What to work on:
Repeat exactly the lines of the entries below from the one with "impl ContainerRuntime for" through the one with "script.build_runs += 1;", both ends included, and nothing else.
···
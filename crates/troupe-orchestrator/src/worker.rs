//! Agent worker boundary
//!
//! One worker drives one agent's state machine step by step. Errors and
//! panics raised inside a step are caught here and turned into an ERROR
//! transition with the cause recorded, so a failing agent never takes the
//! dispatcher or its peers down. Cancellation is the exception: the agent is
//! left in its current state so it can be persisted and resumed.

use async_trait::async_trait;
use futures::FutureExt;
use serde::{Deserialize, Serialize};
use std::any::Any;
use std::panic::AssertUnwindSafe;
use tokio::task::JoinHandle;
use tokio_util::sync::CancellationToken;
use tracing::{error, info, warn};
use troupe_core::fail_open::fail_open;
use troupe_core::{AgentId, AgentType, Result};

use crate::dispatcher::Agent;
use crate::state_machine::StateSnapshot;
use crate::store::StateStore;

/// How an agent finished
#[derive(Debug, Clone, PartialEq, Eq, Serialize, Deserialize)]
pub struct AgentOutcome {
    pub agent_id: AgentId,
    pub agent_type: AgentType,
    pub final_state: String,
    /// Completion summary for DONE
    #[serde(default, skip_serializing_if = "Option::is_none")]
    pub summary: Option<String>,
    /// Recorded cause for ERROR
    #[serde(default, skip_serializing_if = "Option::is_none")]
    pub cause: Option<String>,
}

impl AgentOutcome {
    pub fn is_done(&self) -> bool {
        self.final_state == "DONE"
    }
}

/// An agent that can be advanced one iteration at a time
#[async_trait]
pub trait AgentWorker: Agent {
    /// Run one iteration of the current state
    async fn step(&mut self, cancel: &CancellationToken) -> Result<()>;

    fn is_finished(&self) -> bool;

    /// Force ERROR with `cause`; `false` if already terminal
    fn fail(&mut self, cause: &str) -> Result<bool>;

    fn snapshot(&self) -> StateSnapshot;

    fn outcome(&self) -> AgentOutcome;
}

fn panic_message(payload: &(dyn Any + Send)) -> String {
    if let Some(s) = payload.downcast_ref::<&str>() {
        (*s).to_string()
    } else if let Some(s) = payload.downcast_ref::<String>() {
        s.clone()
    } else {
        "unknown panic payload".to_string()
    }
}

async fn persist(snapshot: StateSnapshot, store: Option<&StateStore>) {
    if let Some(store) = store {
        fail_open("state_store::save", || store.save(&snapshot)).await;
    }
}

/// Step `agent` until it reaches a terminal state
///
/// Returns `Err` only for cancellation or when the ERROR transition itself
/// cannot be committed.
pub async fn run_agent<A: AgentWorker + ?Sized>(
    agent: &mut A,
    store: Option<&StateStore>,
    cancel: &CancellationToken,
) -> Result<AgentOutcome> {
    info!("Worker started for {} {}", agent.agent_type(), agent.id());

    while !agent.is_finished() {
        let stepped = AssertUnwindSafe(agent.step(cancel)).catch_unwind().await;
        match stepped {
            Ok(Ok(())) => {}
            Ok(Err(e)) if e.is_cancellation() => {
                warn!("{} stopped: {}", agent.id(), e);
                persist(agent.snapshot(), store).await;
                return Err(e);
            }
            Ok(Err(e)) => {
                error!("{} failed: {}", agent.id(), e);
                agent.fail(&e.to_string())?;
            }
            Err(payload) => {
                let cause = format!("panic: {}", panic_message(payload.as_ref()));
                error!("{} {}", agent.id(), cause);
                agent.fail(&cause)?;
            }
        }
        persist(agent.snapshot(), store).await;
    }

    let outcome = agent.outcome();
    info!("{} finished in {}", outcome.agent_id, outcome.final_state);
    Ok(outcome)
}

/// Move `agent` onto its own task
pub fn spawn_worker<A>(
    mut agent: A,
    store: Option<StateStore>,
    cancel: CancellationToken,
) -> JoinHandle<Result<AgentOutcome>>
where
    A: AgentWorker + 'static,
{
    tokio::spawn(async move { run_agent(&mut agent, store.as_ref(), &cancel).await })
}
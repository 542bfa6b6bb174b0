//! Deterministic in-memory collaborators
//!
//! Scripted stand-ins for the LLM, container, workspace and reviewer seams.
//! Used by the test suites and by `troupe simulate` to drive a full story
//! without network or git access. Every double is `Clone` and shares its
//! script, so a test can keep a handle to inspect what the agent did.

use async_trait::async_trait;
use serde_json::{Map, Value};
use std::collections::{HashMap, VecDeque};
use std::sync::{Arc, Mutex, MutexGuard, PoisonError};
use tokio::sync::mpsc;
use tokio_util::sync::CancellationToken;
use troupe_agent::{CompletionRequest, CompletionResponse, LlmClient, ToolCall, Usage};
use troupe_core::{
    AgentId, AgentType, Message, Request, RequestType, Result, ReviewDecision, Story, TroupeError,
};

use crate::architect::Reviewer;
use crate::collaborators::{ContainerMode, ContainerRuntime, ExecOutput, WorkCheck, Workspace};
use crate::dispatcher::{Agent, AgentChannels};

fn lock<T>(mutex: &Mutex<T>) -> MutexGuard<'_, T> {
    mutex.lock().unwrap_or_else(PoisonError::into_inner)
}

/// Build a tool call from string arguments
pub fn tool(name: &str, args: &[(&str, &str)]) -> ToolCall {
    let input: Map<String, Value> = args
        .iter()
        .map(|(k, v)| (k.to_string(), Value::String(v.to_string())))
        .collect();
    ToolCall::new(name, input)
}

#[derive(Debug, Clone)]
enum LlmStep {
    Respond(CompletionResponse),
    Fail(String),
    RateLimited(String),
}

#[derive(Debug, Default)]
struct LlmScript {
    steps: VecDeque<LlmStep>,
    requests: Vec<CompletionRequest>,
}

/// LLM that replays a fixed script of responses
///
/// Once the script runs out every call answers with empty text and no tool
/// calls, which an agent treats as an idle iteration.
#[derive(Debug, Clone, Default)]
pub struct ScriptedLlm {
    script: Arc<Mutex<LlmScript>>,
    usage_per_call: Usage,
}

impl ScriptedLlm {
    pub fn new() -> Self {
        Self::default()
    }

    /// Usage reported with every response
    pub fn with_usage(mut self, input_tokens: u64, output_tokens: u64) -> Self {
        self.usage_per_call = Usage {
            input_tokens,
            output_tokens,
        };
        self
    }

    pub fn then_response(self, response: CompletionResponse) -> Self {
        self.push(LlmStep::Respond(response));
        self
    }

    pub fn then_text(self, text: &str) -> Self {
        self.then_response(CompletionResponse::text(text))
    }

    pub fn then_tool(self, call: ToolCall) -> Self {
        self.then_response(CompletionResponse::default().with_tool_call(call))
    }

    /// `n` responses without tool calls
    pub fn then_idle(self, n: usize) -> Self {
        for _ in 0..n {
            self.push(LlmStep::Respond(CompletionResponse::default()));
        }
        self
    }

    /// A non-recoverable provider failure
    pub fn then_error(self, message: &str) -> Self {
        self.push(LlmStep::Fail(message.to_string()));
        self
    }

    /// A recoverable 429-style failure
    pub fn then_rate_limited(self, message: &str) -> Self {
        self.push(LlmStep::RateLimited(message.to_string()));
        self
    }

    /// Append a step to a script that is already shared with an agent
    pub fn push_tool(&self, call: ToolCall) {
        self.push(LlmStep::Respond(CompletionResponse::default().with_tool_call(call)));
    }

    fn push(&self, step: LlmStep) {
        lock(&self.script).steps.push_back(step);
    }

    /// Number of completed calls
    pub fn calls(&self) -> usize {
        lock(&self.script).requests.len()
    }

    pub fn remaining(&self) -> usize {
        lock(&self.script).steps.len()
    }

    /// Every request received, in order
    pub fn requests(&self) -> Vec<CompletionRequest> {
        lock(&self.script).requests.clone()
    }

    /// Text of the last user message of every request
    pub fn prompts(&self) -> Vec<String> {
        lock(&self.script)
            .requests
            .iter()
            .filter_map(|r| r.messages.last().map(|m| m.content.clone()))
            .collect()
    }
}

#[async_trait]
impl LlmClient for ScriptedLlm {
    async fn complete(
        &self,
        request: CompletionRequest,
        cancel: &CancellationToken,
    ) -> Result<CompletionResponse> {
        if cancel.is_cancelled() {
            return Err(TroupeError::Canceled);
        }
        let step = {
            let mut script = lock(&self.script);
            script.requests.push(request);
            script.steps.pop_front()
        };
        match step {
            Some(LlmStep::Respond(response)) => Ok(response.with_usage(self.usage_per_call)),
            Some(LlmStep::Fail(message)) => Err(TroupeError::Llm(message)),
            Some(LlmStep::RateLimited(message)) => Err(TroupeError::ApiLimit(message)),
            None => Ok(CompletionResponse::default().with_usage(self.usage_per_call)),
        }
    }
}

#[derive(Debug, Default)]
struct ContainerScript {
    exec: VecDeque<ExecOutput>,
    builds: VecDeque<ExecOutput>,
    tests: VecDeque<ExecOutput>,
    commands: Vec<String>,
    modes: Vec<ContainerMode>,
    build_runs: usize,
    test_runs: usize,
}

/// Container whose commands succeed unless told otherwise
#[derive(Debug, Clone, Default)]
pub struct InMemoryContainer {
    script: Arc<Mutex<ContainerScript>>,
}

impl InMemoryContainer {
    pub fn new() -> Self {
        Self::default()
    }

    pub fn then_exec(self, output: ExecOutput) -> Self {
        lock(&self.script).exec.push_back(output);
        self
    }

    pub fn then_build(self, output: ExecOutput) -> Self {
        lock(&self.script).builds.push_back(output);
        self
    }

    pub fn then_test(self, output: ExecOutput) -> Self {
        lock(&self.script).tests.push_back(output);
        self
    }

    /// Shell commands run so far
    pub fn commands(&self) -> Vec<String> {
        lock(&self.script).commands.clone()
    }

    /// Every mode switch, in order
    pub fn modes(&self) -> Vec<ContainerMode> {
        lock(&self.script).modes.clone()
    }

    pub fn build_runs(&self) -> usize {
        lock(&self.script).build_runs
    }

    pub fn test_runs(&self) -> usize {
        lock(&self.script).test_runs
    }
}

#[async_trait]
impl ContainerRuntime for InMemoryContainer {
    async fn exec(&self, command: &str) -> Result<ExecOutput> {
        let mut script = lock(&self.script);
        script.commands.push(command.to_string());
        Ok(script.exec.pop_front().unwrap_or_default())
    }

    async fn build(&self) -> Result<ExecOutput> {
        let mut script = lock(&self.script);
        script.build_runs += 1;
        Ok(script.builds.pop_front().unwrap_or_else(|| ExecOutput::ok("build ok")))
    }

    async fn test(&self) -> Result<ExecOutput> {
        let mut script = lock(&self.script);
        script.test_runs += 1;
        Ok(script.tests.pop_front().unwrap_or_else(|| ExecOutput::ok("tests ok")))
    }

    async fn switch_mode(&self, mode: ContainerMode) -> Result<()> {
        lock(&self.script).modes.push(mode);
        Ok(())
    }
}

#[derive(Debug, Default)]
struct WorkspaceState {
    done: Option<String>,
    merge_failure: Option<String>,
    commits: Vec<(String, String)>,
    merges: Vec<(String, String)>,
}

/// Workspace that records commits and merges instead of touching git
#[derive(Debug, Clone, Default)]
pub struct InMemoryWorkspace {
    state: Arc<Mutex<WorkspaceState>>,
}

impl InMemoryWorkspace {
    pub fn new() -> Self {
        Self::default()
    }

    /// Report every story as already implemented
    pub fn already_done(self, evidence: &str) -> Self {
        lock(&self.state).done = Some(evidence.to_string());
        self
    }

    /// Make every merge fail with `reason`
    pub fn fail_merges(&self, reason: &str) {
        lock(&self.state).merge_failure = Some(reason.to_string());
    }

    pub fn allow_merges(&self) {
        lock(&self.state).merge_failure = None;
    }

    /// `(story id, commit message)` per commit
    pub fn commits(&self) -> Vec<(String, String)> {
        lock(&self.state).commits.clone()
    }

    /// `(branch, target)` per successful merge
    pub fn merges(&self) -> Vec<(String, String)> {
        lock(&self.state).merges.clone()
    }
}

#[async_trait]
impl Workspace for InMemoryWorkspace {
    async fn check_work_done(&self, _story: &Story) -> Result<WorkCheck> {
        let state = lock(&self.state);
        Ok(match &state.done {
            Some(evidence) => WorkCheck {
                done: true,
                evidence: evidence.clone(),
            },
            None => WorkCheck::default(),
        })
    }

    async fn commit_artifacts(&self, story: &Story, message: &str) -> Result<String> {
        let mut state = lock(&self.state);
        state.commits.push((story.id.clone(), message.to_string()));
        Ok(format!("commit-{}", state.commits.len()))
    }

    async fn merge_branch(&self, branch: &str, target_branch: &str) -> Result<()> {
        let mut state = lock(&self.state);
        if let Some(reason) = &state.merge_failure {
            return Err(TroupeError::Workspace(reason.clone()));
        }
        state
            .merges
            .push((branch.to_string(), target_branch.to_string()));
        Ok(())
    }
}

#[derive(Debug, Default)]
struct ReviewScript {
    decisions: HashMap<RequestType, VecDeque<ReviewDecision>>,
    failures: VecDeque<String>,
    reviewed: Vec<Request>,
}

/// Reviewer with per-request-type decision queues
///
/// Request types with nothing queued are approved.
#[derive(Debug, Clone, Default)]
pub struct ScriptedReviewer {
    script: Arc<Mutex<ReviewScript>>,
}

impl ScriptedReviewer {
    pub fn approve_all() -> Self {
        Self::default()
    }

    /// Queue the next decision for `request_type`
    pub fn then(self, request_type: RequestType, decision: ReviewDecision) -> Self {
        self.push(request_type, decision);
        self
    }

    /// Make the next review fail, whatever its type
    pub fn fail_next(self, message: &str) -> Self {
        lock(&self.script).failures.push_back(message.to_string());
        self
    }

    /// Queue a decision on a reviewer already handed to an architect
    pub fn push(&self, request_type: RequestType, decision: ReviewDecision) {
        lock(&self.script)
            .decisions
            .entry(request_type)
            .or_default()
            .push_back(decision);
    }

    /// Request types reviewed so far, in order
    pub fn reviewed(&self) -> Vec<RequestType> {
        lock(&self.script)
            .reviewed
            .iter()
            .map(Request::request_type)
            .collect()
    }

    /// Every request reviewed so far, in order
    pub fn requests(&self) -> Vec<Request> {
        lock(&self.script).reviewed.clone()
    }
}

#[async_trait]
impl Reviewer for ScriptedReviewer {
    async fn review(
        &self,
        request: &Request,
        _from: &AgentId,
        _cancel: &CancellationToken,
    ) -> Result<ReviewDecision> {
        let mut script = lock(&self.script);
        let request_type = request.request_type();
        script.reviewed.push(request.clone());
        if let Some(message) = script.failures.pop_front() {
            return Err(TroupeError::Llm(message));
        }
        let queued = script
            .decisions
            .get_mut(&request_type)
            .and_then(VecDeque::pop_front);
        Ok(queued.unwrap_or_else(|| ReviewDecision::approved("")))
    }
}

/// Agent that only collects what is delivered to it
pub struct Mailbox {
    id: AgentId,
    agent_type: AgentType,
    inbox: Option<mpsc::Receiver<Message>>,
}

impl Mailbox {
    pub fn new(id: impl Into<AgentId>) -> Self {
        Self {
            id: id.into(),
            agent_type: AgentType::Coder,
            inbox: None,
        }
    }

    pub fn with_type(mut self, agent_type: AgentType) -> Self {
        self.agent_type = agent_type;
        self
    }

    /// Next delivered message; `None` once detached or never attached
    pub async fn recv(&mut self) -> Option<Message> {
        self.inbox.as_mut()?.recv().await
    }
}

impl Agent for Mailbox {
    fn id(&self) -> &AgentId {
        &self.id
    }

    fn agent_type(&self) -> AgentType {
        self.agent_type
    }

    fn connect(&mut self, channels: AgentChannels) {
        self.inbox = Some(channels.inbox);
    }
}

#[cfg(test)]
mod tests {
    use super::*;

    #[tokio::test]
    async fn test_llm_replays_then_idles() {
        let llm = ScriptedLlm::new()
            .with_usage(10, 5)
            .then_tool(tool("shell", &[("command", "ls")]))
            .then_rate_limited("slow down");
        let cancel = CancellationToken::new();

        let first = llm
            .complete(CompletionRequest::new("m", "one"), &cancel)
            .await
            .unwrap();
        assert_eq!(first.tool_calls[0].arg("command"), "ls");
        assert_eq!(first.usage.total(), 15);

        let err = llm
            .complete(CompletionRequest::new("m", "two"), &cancel)
            .await
            .unwrap_err();
        assert!(err.is_recoverable());

        let idle = llm
            .complete(CompletionRequest::new("m", "three"), &cancel)
            .await
            .unwrap();
        assert!(idle.tool_calls.is_empty());
        assert_eq!(llm.prompts(), vec!["one", "two", "three"]);
    }

    #[tokio::test]
    async fn test_reviewer_queues_per_type() {
        let reviewer = ScriptedReviewer::approve_all()
            .then(RequestType::Merge, ReviewDecision::rejected("conflicts"));
        let cancel = CancellationToken::new();
        let from = AgentId::new("coder-001");
        let merge = Request::Merge {
            branch: "story-1".to_string(),
            target_branch: "main".to_string(),
        };

        let first = reviewer.review(&merge, &from, &cancel).await.unwrap();
        assert_eq!(first, ReviewDecision::rejected("conflicts"));
        let second = reviewer.review(&merge, &from, &cancel).await.unwrap();
        assert!(second.is_approved());
        assert_eq!(reviewer.reviewed(), vec![RequestType::Merge, RequestType::Merge]);
    }

    #[tokio::test]
    async fn test_workspace_records() {
        let workspace = InMemoryWorkspace::new();
        let story = Story::new("7", "Add health check", "GET /health returns 200");
        let id = workspace.commit_artifacts(&story, "feat: health").await.unwrap();
        assert_eq!(id, "commit-1");

        workspace.fail_merges("conflict");
        assert!(workspace.merge_branch("story-7", "main").await.is_err());
        assert!(workspace.merges().is_empty());
    }
}
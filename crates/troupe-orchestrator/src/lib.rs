//! # troupe-orchestrator
//!
//! Coordination runtime for Troupe.
//!
//! This crate provides:
//! - A generic state-machine engine with validated transitions
//! - The Coder workflow with budget-review escalation
//! - The Architect agent and its review contract
//! - The dispatcher routing messages and state notifications between agents
//! - The worker boundary that turns agent failures into ERROR transitions
//! - Durable JSON snapshots and the supervisor loop

pub mod architect;
mod collaborators;
pub mod coder;
mod dispatcher;
mod notifications;
pub mod scripted;
mod state_machine;
mod store;
mod supervisor;
mod worker;

pub use architect::{ArchitectAgent, ArchitectState, LlmReviewer, Reviewer};
pub use coder::{
    CoderAgent, CoderConfig, CoderProgress, CoderServices, CoderState, IssuePattern,
};
pub use collaborators::{
    ContainerMode, ContainerRuntime, ContextView, DefaultPromptRenderer, ExecOutput,
    PromptRenderer, WorkCheck, Workspace,
};
pub use dispatcher::{Agent, AgentChannels, Dispatcher};
pub use notifications::{NotificationQueue, StateChangeReceiver, StateNotifier};
pub use state_machine::{AgentState, StateData, StateMachine, StateSnapshot, ERROR_KEY};
pub use store::StateStore;
pub use supervisor::{is_terminal_state, FinishedAgent, Supervisor, SupervisorReport};
pub use worker::{run_agent, spawn_worker, AgentOutcome, AgentWorker};
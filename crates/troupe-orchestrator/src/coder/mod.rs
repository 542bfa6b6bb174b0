//! Coder workflow
//!
//! WAITING → PLANNING → PLAN_REVIEW → CODING → TESTING → DONE, with QUESTION
//! and BUDGET_REVIEW detours and ERROR reachable from every non-terminal
//! state. The coder blocks only while awaiting an architect RESULT or a
//! rate-limit permit.

mod agent;
mod budget;
mod states;
pub mod tools;

pub use agent::{CoderAgent, CoderConfig, CoderProgress, CoderServices, PendingQuestion, PlanDraft};
pub use budget::{Activity, ActivityLog, BudgetCounters, IssuePattern};
pub use states::CoderState;

/// StateData keys written by the coder
pub mod keys {
    pub const EXPLORATION_FINDINGS: &str = "exploration_findings";
    pub const PLAN: &str = "plan";
    pub const APPROVED_PLAN: &str = "approved_plan";
    /// Latest feedback as `{source, feedback}`
    pub const FEEDBACK: &str = "feedback";
    pub const BUDGET_REVIEW_FEEDBACK: &str = "budget_review_feedback";
    pub const LAST_ANSWER: &str = "last_answer";
    pub const TEST_OUTPUT: &str = "test_output";
    pub const COMMIT: &str = "commit";
}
···
Solution:
impl ContainerRuntime for InMemoryContainer {
    async fn exec(&self, command: &str) -> Result<ExecOutput> {
        let mut script = lock(&self.script);
        script.commands.push(command.to_string());
        Ok(script.exec.pop_front().unwrap_or_default())
    }

    async fn build(&self) -> Result<ExecOutput> {
        let mut script = lock(&self.script);
        script.build_runs += 1;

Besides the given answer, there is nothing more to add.